Our governor believes he is aiding the state’s business interests by attacking labor unions and withholding financial resources from higher education. The legislature believes that borrowing from state pension funds and cutting state programs will ensure a better tomorrow. Citizens need only look at the results — a low rate of economic growth and high unemployment — to realize that all these efforts have been in vain.

What is needed is a new vision of what Illinois could be — a land of opportunity for both business interests and job seekers alike. This new vision requires, however, that we recognize the following:

First and foremost Illinois has a revenue problem. The state has experienced budget deficits every year for more than 20 years. Illinois currently owes $8B to its vendors and $112B to its five constitutionally mandated pension funds. It is financially impossible for Illinois to “cut” its way to solvency.

Illinois has a consumer-based economy not an industrial one — 72% of consumer spending is for services, 17% for goods. Illinois taxes primarily goods.

Illinois is one of only five states that does not tax annuities, aka pensions.

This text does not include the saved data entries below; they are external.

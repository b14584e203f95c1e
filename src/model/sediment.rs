//! The reference sediment quality network.
//!
//! Relates sediment contaminants, environmental modifiers and receptor sensitivity to ecological
//! effects in aquatic ecosystems. The probabilities are illustrative and hand authored; they are
//! not fitted to data.
//!
//! ```text
//! Contaminant_Conc   TOC   Grain_Size
//!              \      |      /
//!             Bioavailability    Benthic_Community_Type
//!                          \       /
//!                      Ecological_Effect
//!                        /          \
//!          Mortality_Growth    Community_Richness
//! ```

use crate::cpd::Cpd;
use crate::model::directed::{DirectedModel, DirectedModelBuilder};
use crate::util::Result;
use crate::variable::Variable;

pub const CONTAMINANT_CONC: &str = "Contaminant_Conc";
pub const TOC: &str = "TOC";
pub const GRAIN_SIZE: &str = "Grain_Size";
pub const BENTHIC_COMMUNITY_TYPE: &str = "Benthic_Community_Type";
pub const BIOAVAILABILITY: &str = "Bioavailability";
pub const ECOLOGICAL_EFFECT: &str = "Ecological_Effect";
pub const MORTALITY_GROWTH: &str = "Mortality_Growth";
pub const COMMUNITY_RICHNESS: &str = "Community_Richness";

/// The edges of the network
pub const EDGES: [(&str, &str); 7] = [
    (CONTAMINANT_CONC, BIOAVAILABILITY),
    (TOC, BIOAVAILABILITY),
    (GRAIN_SIZE, BIOAVAILABILITY),
    (BIOAVAILABILITY, ECOLOGICAL_EFFECT),
    (BENTHIC_COMMUNITY_TYPE, ECOLOGICAL_EFFECT),
    (ECOLOGICAL_EFFECT, MORTALITY_GROWTH),
    (ECOLOGICAL_EFFECT, COMMUNITY_RICHNESS),
];

/// The `Variable`s of the network, roots first
pub fn variables() -> Result<Vec<Variable>> {
    Ok(vec![
        Variable::new(CONTAMINANT_CONC, vec!["Low", "Medium", "High"])?,
        Variable::new(TOC, vec!["Low", "High"])?,
        Variable::new(GRAIN_SIZE, vec!["Coarse", "Fine"])?,
        // Sensitive: e.g. EPT-dominated communities
        Variable::new(BENTHIC_COMMUNITY_TYPE, vec!["Robust", "Sensitive"])?,
        Variable::new(BIOAVAILABILITY, vec!["Low", "High"])?,
        Variable::new(ECOLOGICAL_EFFECT, vec!["None", "Moderate", "Severe"])?,
        Variable::new(MORTALITY_GROWTH, vec!["Normal", "Impaired"])?,
        Variable::new(COMMUNITY_RICHNESS, vec!["High", "Low"])?,
    ])
}

/// Build and validate the reference network
pub fn build() -> Result<DirectedModel> {
    let vars = variables()?;
    let (conc, toc, grain, benthic, bio, effect, mortality, richness) = (
        vars[0].clone(), vars[1].clone(), vars[2].clone(), vars[3].clone(),
        vars[4].clone(), vars[5].clone(), vars[6].clone(), vars[7].clone(),
    );

    let priors = vec![
        Cpd::prior(conc.clone(), vec![0.6, 0.3, 0.1])?,
        Cpd::prior(toc.clone(), vec![0.5, 0.5])?,
        Cpd::prior(grain.clone(), vec![0.5, 0.5])?,
        Cpd::prior(benthic.clone(), vec![0.6, 0.4])?,
    ];

    // Bioavailability is highest with high contamination, low TOC and coarse grains, and lowest
    // with low contamination, high TOC and fine grains.
    let bioavailability = Cpd::new(
        bio.clone(),
        vec![conc, toc, grain],
        vec![
            //   C=Low                    C=Medium                 C=High
            vec![0.99, 0.95, 0.90, 0.80, 0.80, 0.60, 0.50, 0.30, 0.40, 0.20, 0.10, 0.05],
            vec![0.01, 0.05, 0.10, 0.20, 0.20, 0.40, 0.50, 0.70, 0.60, 0.80, 0.90, 0.95],
        ]
    )?;

    // Severe effects are most probable with high bioavailability and a sensitive community.
    let ecological_effect = Cpd::new(
        effect.clone(),
        vec![bio, benthic],
        vec![
            vec![0.90, 0.70, 0.20, 0.05],
            vec![0.09, 0.25, 0.60, 0.35],
            vec![0.01, 0.05, 0.20, 0.60],
        ]
    )?;

    let mortality_growth = Cpd::new(
        mortality,
        vec![effect.clone()],
        vec![vec![0.98, 0.40, 0.10], vec![0.02, 0.60, 0.90]]
    )?;

    let community_richness = Cpd::new(
        richness,
        vec![effect],
        vec![vec![0.95, 0.30, 0.05], vec![0.05, 0.70, 0.95]]
    )?;

    let builder = vars.into_iter().fold(DirectedModelBuilder::new(), |b, v| b.with_variable(v));
    priors.into_iter()
          .chain(vec![bioavailability, ecological_effect, mortality_growth, community_richness])
          .fold(builder.with_edges(EDGES.iter().cloned()), |b, cpd| b.with_cpd(cpd))
          .build()
}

Forty-one states have an income tax. Thirty-four have a “Fair Tax”; Illinois is one of only seven that has a regressive flat tax. This flat tax has not produced sufficient revenues to enable the state to pay all its bills.

Providing access to a high-quality public education is more likely than tax incentives to improve a state’s economy over time.

Despite Article VI of the Illinois Constitution, which declares that “The state has the primary responsibility for financing the system of public education,” Illinois finances only 26% of the education system. As a result the “Land of Lincoln” ranks last in the nation in the portion of educational funding paid by the state and first in the portion paid by local property taxes: 66% (the federal government provides 8%).

The over-reliance on regressive real estate taxes is unfair to the poor and middle classes because they pay a greater portion of their earnings than do the wealthy. Also the rate of growth in property taxes has significantly outpaced the rate of growth in income for those in the lower-income brackets.

Well over 95% of Illinois corporations are small S corporations which pay no corporate income tax. The remaining 5% are C corporations, the majority of which paid $5,000 or less in income taxes. 

All of the bulleted points above have implications for the state’s economy and therefore must be understood by the average voter before Illinois can move forward.